Rafaela is a city in Argentina, located in the central-west region of the Santa Fe Province. It serves as the head of the Castellanos Department and is the third most populous and significant urban center in the province, following Rosario and the provincial capital, Santa Fe. The city is known as "The Pearl of the West" due to its natural, cultural, and architectural beauty. According to the socio-economic survey report by ICEDeL, the city's statistical institute, Rafaela had an estimated population of 111,000 in 2022.

The city was named by its founder, Guillermo Lehmann, in honor of Rafaela Rodríguez de Egusquiza, the wife of his friend and business partner, Félix Egusquiza, who were the original owners of the area.

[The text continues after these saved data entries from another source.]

//! Risk levels, condition descriptions and activity recommendations

use serde::{Deserialize, Serialize};
use std::fmt;
use std::str::FromStr;

use crate::WeatherWiseError;
use crate::climate::Thresholds;
use crate::models::{ConditionKey, ProbabilityVector, WeatherSnapshot};

/// Overall risk, driven by the most likely extreme condition
#[derive(Debug, Serialize, Deserialize, Clone, Copy, PartialEq, Eq)]
pub enum RiskLevel {
    Low,
    Moderate,
    High,
}

impl RiskLevel {
    #[must_use]
    pub fn from_vector(vector: &ProbabilityVector) -> Self {
        match vector.max_probability() {
            p if p < 30 => RiskLevel::Low,
            p if p < 60 => RiskLevel::Moderate,
            _ => RiskLevel::High,
        }
    }
}

impl fmt::Display for RiskLevel {
    fn fmt(&self, f: &mut fmt::Formatter<'_>) -> fmt::Result {
        match self {
            RiskLevel::Low => write!(f, "Low"),
            RiskLevel::Moderate => write!(f, "Moderate"),
            RiskLevel::High => write!(f, "High"),
        }
    }
}

/// Verbal band for a single probability
#[derive(Debug, Serialize, Deserialize, Clone, Copy, PartialEq, Eq)]
#[serde(rename_all = "kebab-case")]
pub enum ProbabilityLevel {
    VeryLow,
    Low,
    Moderate,
    High,
    VeryHigh,
}

impl ProbabilityLevel {
    #[must_use]
    pub fn from_percent(percent: u8) -> Self {
        match percent {
            0..=19 => ProbabilityLevel::VeryLow,
            20..=39 => ProbabilityLevel::Low,
            40..=59 => ProbabilityLevel::Moderate,
            60..=79 => ProbabilityLevel::High,
            _ => ProbabilityLevel::VeryHigh,
        }
    }

    #[must_use]
    pub fn as_str(&self) -> &'static str {
        match self {
            ProbabilityLevel::VeryLow => "very low",
            ProbabilityLevel::Low => "low",
            ProbabilityLevel::Moderate => "moderate",
            ProbabilityLevel::High => "high",
            ProbabilityLevel::VeryHigh => "very high",
        }
    }
}

/// What an exceedance of `key` means under `thresholds`, e.g. "days above 32°C"
#[must_use]
pub fn condition_meaning(key: ConditionKey, thresholds: &Thresholds) -> String {
    match key {
        ConditionKey::VeryHot => format!("days above {}°C", thresholds.very_hot),
        ConditionKey::VeryCold => format!("days below {}°C", thresholds.very_cold),
        ConditionKey::VeryWindy => format!("days above {} m/s wind", thresholds.very_windy),
        ConditionKey::VeryWet => format!("days above {} mm rain", thresholds.very_wet),
        ConditionKey::VeryUncomfortable => "uncomfortable weather days".to_string(),
    }
}

/// Sentence such as "low probability of days above 32°C"
#[must_use]
pub fn describe(key: ConditionKey, percent: u8, thresholds: &Thresholds) -> String {
    format!(
        "{} probability of {}",
        ProbabilityLevel::from_percent(percent).as_str(),
        condition_meaning(key, thresholds)
    )
}

/// Outdoor activity the caller is planning
#[derive(Debug, Serialize, Deserialize, Clone, Copy, PartialEq, Eq)]
#[serde(rename_all = "lowercase")]
pub enum Activity {
    Hiking,
    Beach,
    Fishing,
    Picnic,
    Sightseeing,
    Camping,
    Sports,
}

impl Activity {
    fn advice(&self) -> &'static str {
        match self {
            Activity::Hiking => {
                "For hiking, pay special attention to precipitation and wind conditions which can make trails dangerous."
            }
            Activity::Beach => {
                "For a beach day, temperature and precipitation are the most important factors for enjoyment."
            }
            Activity::Fishing => {
                "For fishing, wind conditions significantly impact water conditions and fish behavior."
            }
            Activity::Picnic => {
                "For a picnic, precipitation is your primary concern for comfort and food safety."
            }
            Activity::Sightseeing => {
                "For sightseeing, all weather factors can impact visibility, comfort, and photo opportunities."
            }
            Activity::Camping => {
                "For camping, consider all factors as you'll be exposed to elements for an extended period."
            }
            Activity::Sports => {
                "For outdoor sports, wind and precipitation are particularly important for performance and safety."
            }
        }
    }
}

impl FromStr for Activity {
    type Err = WeatherWiseError;

    fn from_str(s: &str) -> Result<Self, Self::Err> {
        match s.trim().to_lowercase().as_str() {
            "hiking" => Ok(Activity::Hiking),
            "beach" => Ok(Activity::Beach),
            "fishing" => Ok(Activity::Fishing),
            "picnic" => Ok(Activity::Picnic),
            "sightseeing" => Ok(Activity::Sightseeing),
            "camping" => Ok(Activity::Camping),
            "sports" => Ok(Activity::Sports),
            other => Err(WeatherWiseError::invalid_input(format!(
                "unknown activity '{other}'"
            ))),
        }
    }
}

/// Plain-language recommendation from the average condition probability,
/// optional activity advice and, when live, the current conditions.
#[must_use]
pub fn recommendation(
    vector: &ProbabilityVector,
    activity: Option<Activity>,
    current: Option<&WeatherSnapshot>,
) -> String {
    let average = vector.iter().map(|(_, p)| f64::from(p)).sum::<f64>()
        / ConditionKey::ALL.len() as f64;

    let mut text = String::from("Based on historical weather patterns, ");
    if average < 25.0 {
        text.push_str("conditions are typically excellent for outdoor activities.");
    } else if average < 50.0 {
        text.push_str(
            "conditions are usually favorable, but be prepared for potential weather changes.",
        );
    } else {
        text.push_str(
            "there's a significant chance of adverse conditions. Consider having a backup plan.",
        );
    }

    if let Some(activity) = activity {
        text.push(' ');
        text.push_str(activity.advice());
    }

    if let Some(snapshot) = current.filter(|s| !s.is_fallback) {
        text.push_str(&format!(
            " Current conditions: {}, {}.",
            snapshot.description.to_lowercase(),
            snapshot.format_temperature()
        ));
    }

    text
}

Rafaela is located in the central-western part of Santa Fe province, along National Route 34. It is situated 96 km northwest of Santa Fe city, 234 km from Rosario, 292 km from Córdoba, and 530 km from Buenos Aires. Additionally, its strategic location facilitates trade routes to the ports of the Pacific Ocean due to its proximity to National Route 19.

Economically, Rafaela stands out for its metalworking and dairy industry, being at the heart of the country's largest and richest dairy basin, making it a principal economic capital. The city is considered a "Gateway to the World" due to its industrial connections with most American, European, Far Eastern, and Asia Minor countries.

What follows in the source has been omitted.